Identify every line in the records below that contains the word "siteurl", and copy each of those lines.
Data extracts section start
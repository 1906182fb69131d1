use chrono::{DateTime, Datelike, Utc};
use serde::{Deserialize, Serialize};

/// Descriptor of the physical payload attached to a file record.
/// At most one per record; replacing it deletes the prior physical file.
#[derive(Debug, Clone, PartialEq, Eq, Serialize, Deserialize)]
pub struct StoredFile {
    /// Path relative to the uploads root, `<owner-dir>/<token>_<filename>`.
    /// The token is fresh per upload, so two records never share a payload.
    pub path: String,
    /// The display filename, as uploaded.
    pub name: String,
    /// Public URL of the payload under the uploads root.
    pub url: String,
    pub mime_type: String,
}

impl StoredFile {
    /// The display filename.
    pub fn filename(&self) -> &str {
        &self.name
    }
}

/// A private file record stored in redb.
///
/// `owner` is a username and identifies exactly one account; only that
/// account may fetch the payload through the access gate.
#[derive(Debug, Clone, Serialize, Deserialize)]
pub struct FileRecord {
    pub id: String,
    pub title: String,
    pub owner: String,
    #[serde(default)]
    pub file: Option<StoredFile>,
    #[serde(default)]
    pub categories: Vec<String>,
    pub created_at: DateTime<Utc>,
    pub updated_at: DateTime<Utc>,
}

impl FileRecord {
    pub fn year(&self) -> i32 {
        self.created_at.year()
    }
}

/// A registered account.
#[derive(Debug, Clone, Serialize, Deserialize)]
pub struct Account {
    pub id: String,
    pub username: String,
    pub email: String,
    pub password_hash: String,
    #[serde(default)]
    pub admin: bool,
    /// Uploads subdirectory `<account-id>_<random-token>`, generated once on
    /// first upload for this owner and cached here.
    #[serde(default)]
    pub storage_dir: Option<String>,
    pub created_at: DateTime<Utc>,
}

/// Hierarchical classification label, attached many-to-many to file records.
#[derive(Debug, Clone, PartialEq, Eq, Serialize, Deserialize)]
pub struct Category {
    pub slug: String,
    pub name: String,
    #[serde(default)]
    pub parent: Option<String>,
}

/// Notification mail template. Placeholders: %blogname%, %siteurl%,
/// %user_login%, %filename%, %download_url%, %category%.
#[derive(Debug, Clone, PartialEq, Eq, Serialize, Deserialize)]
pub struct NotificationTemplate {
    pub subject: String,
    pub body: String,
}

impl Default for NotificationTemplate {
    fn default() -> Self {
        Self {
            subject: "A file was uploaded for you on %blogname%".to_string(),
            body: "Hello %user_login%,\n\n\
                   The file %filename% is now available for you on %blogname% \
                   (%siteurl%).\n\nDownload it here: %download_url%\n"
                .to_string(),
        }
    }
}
Data extracts section end
Answer section »
/// Notification mail template. Placeholders: %blogname%, %siteurl%,
                   (%siteurl%).\n\nDownload it here: %download_url%\n"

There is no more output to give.